Thanks KYH, I saw that one in the KAF catalog. Was wondering if it's any good, sounds like it is. How long have you had it, or how much wear has it gotten?

Do you know what the blade material is by any chance?


----------



## foodpump (Oct 10, 2005)

Best knife for me is a Victorinox/Forschner bread knife. About 12" long i's kinda curved and is serrated. The curved part is nice as your knuckles don't met the cutting board very much. For me, serrated knives are best with breads and pastries.


----------



## phatch (Mar 29, 2002)

I've got the Forschner too. It's done everything I've asked it to.

Phil


----------



## adamm (Jul 16, 2005)

maybe look at get a scalloped(not sure the corect term) slicer. I know mac makes one and so does wushtof. The wusthof one in there super slicer. alot of the chefs i work with use it and they love it. Dont know how it would work on hard bread though.


----------



## foodpump (Oct 10, 2005)

That's what a serrated edge is, and it is designed for breads, pastries as well as fruits and vegetables with hard, taught skins like tomatoes and peppers.

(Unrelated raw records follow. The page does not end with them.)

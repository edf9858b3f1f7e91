//! Round-batched eviction
//!
//! The reservoir fills with the first `k` edges at probability 1 (round 1).
//! Whenever it is full and another edge arrives, one batch-eviction episode
//! frees `N = floor(k·alpha)` uniformly random slots and opens the next
//! round. Freed slots are refilled by later edges, each admitted with the
//! round's sampling probability, until the reservoir is full again.

use super::schedule::{DiscardSchedule, RoundStats};
use crate::graph::{Edge, Round, SampledGraph, SlotId};
use crate::policy::{EdgeStamp, EvictionPolicy, SampleContext};
use crate::sampling::{SubsetStrategy, SurvivalCache};
use rand::rngs::StdRng;
use rand::Rng;
use serde::{Deserialize, Serialize};
use std::collections::VecDeque;
use tracing::{debug, info, trace};

/// Round reports kept for diagnostics
const MAX_ROUND_REPORTS: usize = 1024;

/// How the post-eviction admission probability evolves
#[derive(Debug, Clone, Copy, PartialEq, Eq, Default, Serialize, Deserialize)]
#[serde(rename_all = "snake_case")]
pub enum AdmissionRate {
    /// `p ← p·(1 − alpha)` at every episode
    #[default]
    Decaying,
    /// `p = k/t`, recomputed for every edge
    Turnover,
}

/// Summary of one completed eviction episode
#[derive(Debug, Clone, Copy, PartialEq, Serialize, Deserialize)]
pub struct RoundReport {
    /// Round closed by the episode
    pub round: Round,
    /// Discard rate applied by the episode
    pub alpha: f64,
    /// Slots freed
    pub evicted: usize,
    /// Triangles detected during the closed round
    pub triangles: u64,
    /// Mean discovery interval of those triangles
    pub mean_interval: Option<f64>,
    /// Admission probability for the new round
    pub sampling_probability: f64,
    /// Global estimate when the round closed
    pub global: f64,
    /// Growth of the global estimate during the round
    pub increment: f64,
}

#[derive(Debug, Clone)]
pub struct RoundBatched<D> {
    capacity: usize,
    schedule: D,
    admission: AdmissionRate,
    /// Slots filled during the initial round
    filled: usize,
    /// Slots freed by the last episode and not yet refilled
    free_slots: Vec<SlotId>,
    alpha: f64,
    probability: f64,
    survival: SurvivalCache,
    stats: RoundStats,
    /// Running global estimate, as reported by the engine
    global: f64,
    /// Global estimate at the last closed round
    reported_global: f64,
    reports: VecDeque<RoundReport>,
}

impl<D: DiscardSchedule> RoundBatched<D> {
    pub fn new(capacity: usize, schedule: D, admission: AdmissionRate) -> Self {
        let alpha = schedule.initial_rate();
        Self {
            capacity,
            schedule,
            admission,
            filled: 0,
            free_slots: Vec::new(),
            alpha,
            probability: 1.0,
            survival: SurvivalCache::new(),
            stats: RoundStats::default(),
            global: 0.0,
            reported_global: 0.0,
            reports: VecDeque::new(),
        }
    }

    pub fn round(&self) -> Round {
        self.survival.current_round()
    }

    pub fn survival(&self) -> &SurvivalCache {
        &self.survival
    }

    /// Slots freed by the last episode that are still empty
    pub fn free_slots(&self) -> usize {
        self.free_slots.len()
    }

    fn admission_probability(&self, edges_seen: u64) -> f64 {
        match self.admission {
            AdmissionRate::Decaying => self.probability,
            AdmissionRate::Turnover => (self.capacity as f64 / edges_seen.max(1) as f64).min(1.0),
        }
    }

    /// Run one batch-eviction episode.
    ///
    /// When the rate frees no slot the reservoir stays as it is. A fixed
    /// schedule then stays in its round; an adaptive one still closes the
    /// round with survival rate 1 so its warm-up can end.
    fn run_episode(&mut self, graph: &mut SampledGraph, rng: &mut StdRng) {
        let closing = self.round();
        let alpha = self.schedule.next_rate(closing, &self.stats);
        let evict = (self.capacity as f64 * alpha).floor() as usize;
        self.alpha = alpha;

        if evict == 0 {
            if !self.schedule.closes_empty_rounds() {
                debug!(
                    "Round {}: discard rate {:.4} frees no slot of {}, skipping eviction",
                    closing, alpha, self.capacity
                );
                return;
            }
            trace!(
                "Round {}: discard rate {:.4} frees no slot of {}, closing round empty",
                closing, alpha, self.capacity
            );
            self.survival.advance(1.0);
            self.close_round(closing, 0);
            return;
        }

        self.survival.advance(1.0 - alpha);
        if self.admission == AdmissionRate::Decaying {
            self.probability *= 1.0 - alpha;
        }

        let strategy = SubsetStrategy::for_rate(alpha);
        let slots: Vec<SlotId> = strategy
            .choose(self.capacity, evict, rng)
            .into_iter()
            .map(SlotId::new)
            .collect();
        match strategy {
            SubsetStrategy::Rejection => {
                for &slot in &slots {
                    graph.evict(slot);
                }
            }
            SubsetStrategy::Shuffle => graph.evict_and_rebuild(&slots),
        }
        self.free_slots = slots;
        self.close_round(closing, evict);
    }

    fn close_round(&mut self, closing: Round, evicted: usize) {
        let report = RoundReport {
            round: closing,
            alpha: self.alpha,
            evicted,
            triangles: self.stats.triangles,
            mean_interval: self.stats.mean_interval(),
            sampling_probability: self.probability,
            global: self.global,
            increment: self.global - self.reported_global,
        };
        self.reported_global = self.global;
        if evicted > 0 {
            debug!(
                "Round {} closed: alpha {:.4}, evicted {}, triangles {}, estimate {:.4} (+{:.4})",
                report.round,
                report.alpha,
                report.evicted,
                report.triangles,
                report.global,
                report.increment
            );
        }
        if self.reports.len() == MAX_ROUND_REPORTS {
            self.reports.pop_front();
        }
        self.reports.push_back(report);
        self.stats = RoundStats::default();
    }
}

impl<D: DiscardSchedule> EvictionPolicy for RoundBatched<D> {
    fn name(&self) -> &'static str {
        self.schedule.name()
    }

    fn context(&self, edges_seen: u64) -> SampleContext<'_> {
        SampleContext {
            edges_seen,
            capacity: self.capacity,
            round: self.round(),
            sampling_probability: self.admission_probability(edges_seen),
            survival: Some(&self.survival),
            reservoir_arrivals: edges_seen,
        }
    }

    fn observe_triangle(&mut self, first: &EdgeStamp, second: &EdgeStamp) {
        let current = self.round();
        self.stats.record(current, first.round, second.round);
    }

    fn observe_estimate(&mut self, global: f64) {
        self.global = global;
    }

    fn admit(&mut self, edge: Edge, edges_seen: u64, graph: &mut SampledGraph, rng: &mut StdRng) {
        if self.filled < self.capacity {
            graph.admit(SlotId::new(self.filled), edge, 1.0, 1);
            self.filled += 1;
            if self.filled == self.capacity {
                info!(
                    "Reservoir full after {} edges, batch eviction at rate {:.4} starts",
                    edges_seen, self.alpha
                );
            }
            return;
        }

        if self.free_slots.is_empty() {
            self.run_episode(graph, rng);
        }
        if self.free_slots.is_empty() {
            return;
        }

        let probability = self.admission_probability(edges_seen);
        if rng.gen::<f64>() < probability {
            if let Some(slot) = self.free_slots.pop() {
                let round = self.round();
                graph.admit(slot, edge, probability, round);
            }
        }
    }

    fn discard_rate(&self) -> Option<f64> {
        Some(self.alpha)
    }

    fn round_reports(&self) -> Vec<RoundReport> {
        self.reports.iter().copied().collect()
    }
}

#[cfg(test)]
mod tests {
    use super::*;
    use crate::policy::eviction::schedule::{AdaptiveRate, FixedRate};
    use rand::SeedableRng;

    fn feed<D: DiscardSchedule>(
        policy: &mut RoundBatched<D>,
        graph: &mut SampledGraph,
        rng: &mut StdRng,
        edges: u64,
    ) {
        for t in 1..=edges {
            policy.admit(Edge::new(t, t + 1_000_000).unwrap(), t, graph, rng);
            assert!(graph.reservoir().len() <= graph.capacity());
        }
    }

    #[test]
    fn test_first_episode_frees_floor_k_alpha() {
        let mut graph = SampledGraph::with_capacity(10);
        let mut policy = RoundBatched::new(10, FixedRate::new(0.3), AdmissionRate::Decaying);
        let mut rng = StdRng::seed_from_u64(1);

        feed(&mut policy, &mut graph, &mut rng, 10);
        assert!(graph.reservoir().is_full());
        assert_eq!(policy.round(), 1);

        // edge 11 triggers the episode
        policy.admit(Edge::new(11, 12).unwrap(), 11, &mut graph, &mut rng);
        assert_eq!(policy.round(), 2);
        let freed = policy.free_slots();
        let occupied = graph.reservoir().len();
        assert!((freed == 3 && occupied == 7) || (freed == 2 && occupied == 8));
        assert!((policy.probability - 0.7).abs() < 1e-12);
        assert_eq!(policy.round_reports().len(), 1);
        assert_eq!(policy.round_reports()[0].evicted, 3);
    }

    #[test]
    fn test_shuffle_path_keeps_index_consistent() {
        let mut graph = SampledGraph::with_capacity(20);
        let mut policy = RoundBatched::new(20, FixedRate::new(0.8), AdmissionRate::Turnover);
        let mut rng = StdRng::seed_from_u64(2);

        feed(&mut policy, &mut graph, &mut rng, 500);
        assert!(policy.round() > 1);
        assert_eq!(graph.sampled_edges(), graph.reservoir().len());
        assert!(graph.adjacency().is_symmetric());
        for (slot, sampled) in graph.reservoir().iter_occupied() {
            assert_eq!(
                graph.adjacency().slot_of(sampled.edge.src, sampled.edge.dst),
                Some(crate::graph::SlotRef::Reservoir(slot))
            );
            assert!(sampled.round <= policy.round());
        }
    }

    #[test]
    fn test_zero_discard_rate_freezes_reservoir() {
        let mut graph = SampledGraph::with_capacity(5);
        let mut policy = RoundBatched::new(5, FixedRate::new(0.0), AdmissionRate::Decaying);
        let mut rng = StdRng::seed_from_u64(3);

        feed(&mut policy, &mut graph, &mut rng, 50);
        assert_eq!(policy.round(), 1);
        assert!(graph.reservoir().is_full());
        assert!(graph.adjacency().contains_vertex(1));
        assert!(!graph.adjacency().contains_vertex(50));
    }

    #[test]
    fn test_adaptive_closes_rounds_that_free_no_slot() {
        // floor(9 · 0.1) = 0 slots per episode
        let mut graph = SampledGraph::with_capacity(9);
        let mut policy = RoundBatched::new(9, AdaptiveRate::new(0.5, 5, 0.1), AdmissionRate::Decaying);
        let mut rng = StdRng::seed_from_u64(6);

        feed(&mut policy, &mut graph, &mut rng, 30);
        assert!(policy.round() > 5, "round {}", policy.round());
        assert!(graph.reservoir().is_full());
        assert_eq!(policy.free_slots(), 0);
        // nothing was evicted, so nothing decays
        assert_eq!(policy.probability, 1.0);
        assert_eq!(policy.survival().survival_since(1), 1.0);

        let reports = policy.round_reports();
        assert_eq!(reports.len() as u32, policy.round() - 1);
        assert!(reports.iter().all(|r| r.evicted == 0));
    }

    #[test]
    fn test_reports_carry_estimate_growth() {
        let mut graph = SampledGraph::with_capacity(4);
        let mut policy = RoundBatched::new(4, FixedRate::new(0.5), AdmissionRate::Decaying);
        let mut rng = StdRng::seed_from_u64(7);

        feed(&mut policy, &mut graph, &mut rng, 4);
        policy.observe_estimate(3.0);
        policy.admit(Edge::new(90, 91).unwrap(), 5, &mut graph, &mut rng);
        assert_eq!(policy.round_reports().len(), 1);
        policy.observe_estimate(7.5);
        let mut t = 6;
        while policy.round_reports().len() < 2 {
            policy.admit(Edge::new(t, t + 1_000_000).unwrap(), t, &mut graph, &mut rng);
            t += 1;
        }

        let reports = policy.round_reports();
        assert_eq!(reports[0].global, 3.0);
        assert_eq!(reports[0].increment, 3.0);
        assert_eq!(reports[1].global, 7.5);
        assert_eq!(reports[1].increment, 4.5);
    }

    #[test]
    fn test_decaying_probability_tracks_survival() {
        let mut graph = SampledGraph::with_capacity(100);
        let mut policy = RoundBatched::new(100, FixedRate::new(0.2), AdmissionRate::Decaying);
        let mut rng = StdRng::seed_from_u64(4);

        feed(&mut policy, &mut graph, &mut rng, 5_000);
        let round = policy.round();
        assert!(round > 2);
        // p = (1 - alpha)^(round - 1) = survival of a round-1 edge
        let expected = 0.8f64.powi(round as i32 - 1);
        assert!((policy.probability - expected).abs() < 1e-9);
        assert!((policy.survival().survival_since(1) - expected).abs() < 1e-9);
    }

    #[test]
    fn test_adaptive_rate_stays_in_bounds() {
        let mut graph = SampledGraph::with_capacity(50);
        let mut policy = RoundBatched::new(50, AdaptiveRate::new(0.3, 2, 0.1), AdmissionRate::Decaying);
        let mut rng = StdRng::seed_from_u64(5);

        for t in 1..=2_000u64 {
            // a few synthetic triangle observations per edge
            let stamp = EdgeStamp::certain(1);
            policy.observe_triangle(&stamp, &stamp);
            policy.admit(Edge::new(t, t + 7).unwrap(), t, &mut graph, &mut rng);
            let alpha = policy.discard_rate().unwrap();
            assert!(alpha >= 0.1 && alpha < 1.0, "alpha {}", alpha);
        }
        assert!(policy.round() > 3);
    }
}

The "peaks" of the serrations act kind of like a saw, scoring a line in a hard crust. With a regular Chef's knife the smooth blade can't get a purchase on a smooth hard skin and will just glide over.


----------



## adamm (Jul 16, 2005)

yeah i know what a serrated knive is, most the serrated knives i have seen including my own are concave it curves in, the one im talking about is convex, whe scallops acctauly go outward. Thats the best way i can describe it. http://www.cutleryandmore.com/details.asp?SKU=4400
heres a link to what i am talking about you cant really really see it in the picture


----------



## buzzard767 (Oct 4, 2007)

Get a Guda, the best of the best.

Pictures and information here.


----------



## buzzard767 (Oct 4, 2007)

Or, you could pick up some fancy Challah knives. Click on the three links in my post here.

Buzz


----------



## foodpump (Oct 10, 2005)

Adamm, the Victorinox/Forschner is the same style and shape. Granted it doesn't have a forged bolster, but it is cheaper, and it is a very respectable, hard working knife. I've been using this kind of a Victorinox for around 25 years now....


----------



## adamm (Jul 16, 2005)

ok, i thought they did but i have never seen one from victorinox


----------



## kyheirloomer (Feb 1, 2007)

Stir It Up, the Lamson blade says "high carbon stainless," whatever that means.

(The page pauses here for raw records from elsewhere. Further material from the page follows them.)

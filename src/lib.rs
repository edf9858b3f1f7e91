//! Tristream
//!
//! Fixed-memory triangle estimation over edge streams.
//!
//! A graph arrives one edge at a time. Tristream keeps a sample of at most
//! `k` edges, detects the triangles each new edge closes against that
//! sample, and weights every detection by the inverse probability that its
//! two older edges survived in the sample. The sums are unbiased estimates
//! of the global triangle count and of every vertex's local count.
//!
//! # Sampling schemes
//!
//! - Bernoulli: every edge kept with a fixed probability
//! - Reservoir: classic reservoir sampling, admission probability `k/t`
//! - Round-batched: when the reservoir is full, `floor(k·alpha)` random
//!   slots are freed at once and a new round begins
//! - Adaptive: round-batched with `alpha` driven by how far apart in rounds
//!   recent triangles were sampled
//! - Waiting room: the newest edges are always kept in a FIFO in front of
//!   the reservoir
//!
//! ## Example Usage
//!
//! ```rust
//! use tristream::{build_estimator, EstimatorConfig, SamplingScheme};
//!
//! let config = EstimatorConfig::new(1_000, SamplingScheme::Reservoir).with_seed(7);
//! let mut estimator = build_estimator(&config).unwrap();
//!
//! for (u, v) in [(1, 2), (2, 3), (1, 3)] {
//!     estimator.process_edge(u, v);
//! }
//!
//! assert_eq!(estimator.global_estimate(), 1.0);
//! assert_eq!(estimator.local_estimate(2), 1.0);
//! ```

#![warn(clippy::all)]

pub mod algo;
pub mod estimator;
pub mod graph;
pub mod io;
pub mod policy;
pub mod sampling;

// Re-export main types
pub use algo::{AccuracyReport, LocalCounts};
pub use estimator::{
    build_estimator, ConfigError, EstimateSnapshot, EstimatorConfig, RoundWeighting,
    SamplingScheme, StreamingEstimator, TriangleEstimator,
};
pub use graph::{Edge, Round, VertexId};
pub use io::{EdgeReader, EdgeReaderOptions, IoError};
pub use policy::{AdmissionRate, EvictionPolicy, RoundReport, WeightingPolicy};

/// Version information
pub const VERSION: &str = env!("CARGO_PKG_VERSION");

/// Get the version string
pub fn version() -> &'static str {
    VERSION
}

#[cfg(test)]
mod tests {
    use super::*;

    #[test]
    fn test_version() {
        assert!(!version().is_empty());
    }
}
//! Per-vertex count files: one `id<TAB>count` line per vertex

use super::reader::is_skippable;
use super::{IoError, IoResult};
use crate::algo::LocalCounts;
use crate::graph::VertexId;
use std::io::{BufRead, Write};

/// Write local estimates sorted by vertex id.
///
/// With `dense` every id from 0 to the largest present one is written,
/// absent ids as 0.
pub fn write_local_estimates<W: Write>(
    writer: &mut W,
    counts: &LocalCounts,
    dense: bool,
) -> IoResult<()> {
    let mut vertices: Vec<VertexId> = counts.keys().copied().collect();
    vertices.sort_unstable();

    if dense {
        if let Some(&max) = vertices.last() {
            for v in 0..=max {
                let count = counts.get(&v).copied().unwrap_or(0.0);
                writeln!(writer, "{}\t{}", v, count)?;
            }
        }
    } else {
        for v in vertices {
            writeln!(writer, "{}\t{}", v, counts[&v])?;
        }
    }
    writer.flush()?;
    Ok(())
}

/// Read an `id count` file (tab or whitespace separated) of exact counts
pub fn read_local_counts<R: BufRead>(reader: R) -> IoResult<LocalCounts> {
    let mut counts = LocalCounts::default();
    for (idx, line) in reader.lines().enumerate() {
        let line = line?;
        let trimmed = line.trim();
        if is_skippable(trimmed) {
            continue;
        }
        let mut fields = trimmed.split_whitespace();
        let parsed = match (fields.next(), fields.next()) {
            (Some(id), Some(count)) => id.parse::<VertexId>().ok().zip(count.parse::<f64>().ok()),
            _ => None,
        };
        let Some((vertex, count)) = parsed else {
            return Err(IoError::Malformed {
                line: idx + 1,
                content: trimmed.to_string(),
            });
        };
        counts.insert(vertex, count);
    }
    Ok(counts)
}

I've had it only about a month. But it gets used everyday, and has gone through some pretty hard-crusted artisan breads without a hitch. The blade is wide enough that there is no problem maintain evenly-thick slices. 

While there's no real way to tell with a serrated edge, it seems just as sharp as the day I got it. 

And it's American made, which matters to some people.


----------



## stir it up (Oct 15, 2007)

Wow, thanks everyone for such excellent replies. Nice that there are so many good options out there.
I'm going to have to try more than one! :bounce:

KYH that's great that those are made in USA, you just talked me into buying their thin paring knife I was considering. I need a better knife for making swans from apples and lemons, they had one that looked good for the purpose.


----------



## pillsbury1 (Dec 15, 2007)

:chef:i use to make mine homemade ....using a blade that u would see in a automatic bread slicing machine...these little razor sharp blades made excellent knives for slicing the tops of split top breads before going in the ovens...or my baggets, french bread, rye etc. course back then we used a oven peel to get the loaf right on the hearth with a bit of cornmeal too..probably abit before your time though. had me some of those old blodgett deck ovens...still prefer them today...:bounce: use to stand there many hours peeling the loaves rearranging them for the best hot spots...ohhh those good ole days...come back to me....:lips:


----------



## phatch (Mar 29, 2002)

This means that it has about 1% carbon give or take a bit. That's about the same as for good quality carbon steel. Lots of generic stainless kitchen cutlery is down more in the .5% area give or take a bit, often taking more than giving. There are some good medium carbon stainless steels. Sandvik of Sweden makes some such as 12C27 at .6% but it performs very well for it's mediocre carbon content. One is that it is a very pure steel without undesirable inclusions (silica being one of the worst offenders). Their ore source includes vanadium naturally though so it gets a performance boost from that.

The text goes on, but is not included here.